— WORK INSTRUCTION —
As the answer, give a copy of each line below that includes the word "Quit".

──────── ENTRIES PROVIDED

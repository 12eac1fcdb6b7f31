use eframe::egui;
use pdf_crop::ViewMode;

use super::UiAction;

/// What the menu bar and toolbar need to know to enable their entries
pub struct MenuState {
    pub has_document: bool,
    pub busy: bool,
    pub fast_save: bool,
    pub link_parity_sizes: bool,
    pub overlay_mode: ViewMode,
}

pub fn show_menu_bar(ui: &mut egui::Ui, state: &MenuState, actions: &mut Vec<UiAction>) {
    let idle_doc = state.has_document && !state.busy;

    egui::MenuBar::new().ui(ui, |ui| {
        ui.menu_button("File", |ui| {
            if ui.add_enabled(!state.busy, egui::Button::new("📂 Open...")).clicked() {
                actions.push(UiAction::Open);
                ui.close();
            }
            if ui.add_enabled(idle_doc, egui::Button::new("💾 Save")).clicked() {
                actions.push(UiAction::Save);
                ui.close();
            }
            if ui
                .add_enabled(state.has_document, egui::Button::new("Export Crop Preset..."))
                .clicked()
            {
                actions.push(UiAction::ExportPreset);
                ui.close();
            }
            if ui.add_enabled(idle_doc, egui::Button::new("Close PDF")).clicked() {
                actions.push(UiAction::Close);
                ui.close();
            }
            ui.separator();
            let mut fast_save = state.fast_save;
            if ui.checkbox(&mut fast_save, "Fast save").changed() {
                actions.push(UiAction::SetFastSave(fast_save));
            }
            ui.separator();
            if ui.button("Quit").clicked() {
                actions.push(UiAction::Quit);
                ui.close();
            }
        });

        ui.menu_button("View", |ui| {
            let modes = [
                (ViewMode::Split, "Split Odd/Even"),
                (ViewMode::All, "All Pages Overlay"),
                (ViewMode::OddOnly, "Odd Pages Only"),
                (ViewMode::EvenOnly, "Even Pages Only"),
            ];
            for (mode, label) in modes {
                if ui
                    .add_enabled(
                        state.has_document,
                        egui::Button::selectable(state.overlay_mode == mode, label),
                    )
                    .clicked()
                {
                    actions.push(UiAction::SetViewMode(mode));
                    ui.close();
                }
            }
            ui.separator();
            if ui.button("📋 Log").clicked() {
                actions.push(UiAction::ShowLog);
                ui.close();
            }
        });

        ui.menu_button("Help", |ui| {
            if ui.button("About").clicked() {
                actions.push(UiAction::ShowAbout);
                ui.close();
            }
        });
    });
}

pub fn show_toolbar(ui: &mut egui::Ui, state: &MenuState, actions: &mut Vec<UiAction>) {
    let idle_doc = state.has_document && !state.busy;

    ui.horizontal(|ui| {
        if ui
            .add_enabled(idle_doc, egui::Button::new("✂ Crop Selection"))
            .clicked()
        {
            actions.push(UiAction::Crop);
        }
        if ui
            .add_enabled(idle_doc, egui::Button::new("↺ Reset Crop"))
            .clicked()
        {
            actions.push(UiAction::ResetCrop);
        }
        if ui
            .add_enabled(idle_doc, egui::Button::new("🗑 Delete Selected Pages"))
            .clicked()
        {
            actions.push(UiAction::DeletePages);
        }

        ui.separator();

        let mut link = state.link_parity_sizes;
        if ui
            .add_enabled(
                state.has_document,
                egui::Checkbox::new(&mut link, "Link odd/even size"),
            )
            .changed()
        {
            actions.push(UiAction::SetLinkParitySizes(link));
        }
    });
}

────────────────

— RESULT —
            if ui.button("Quit").clicked() {
                actions.push(UiAction::Quit);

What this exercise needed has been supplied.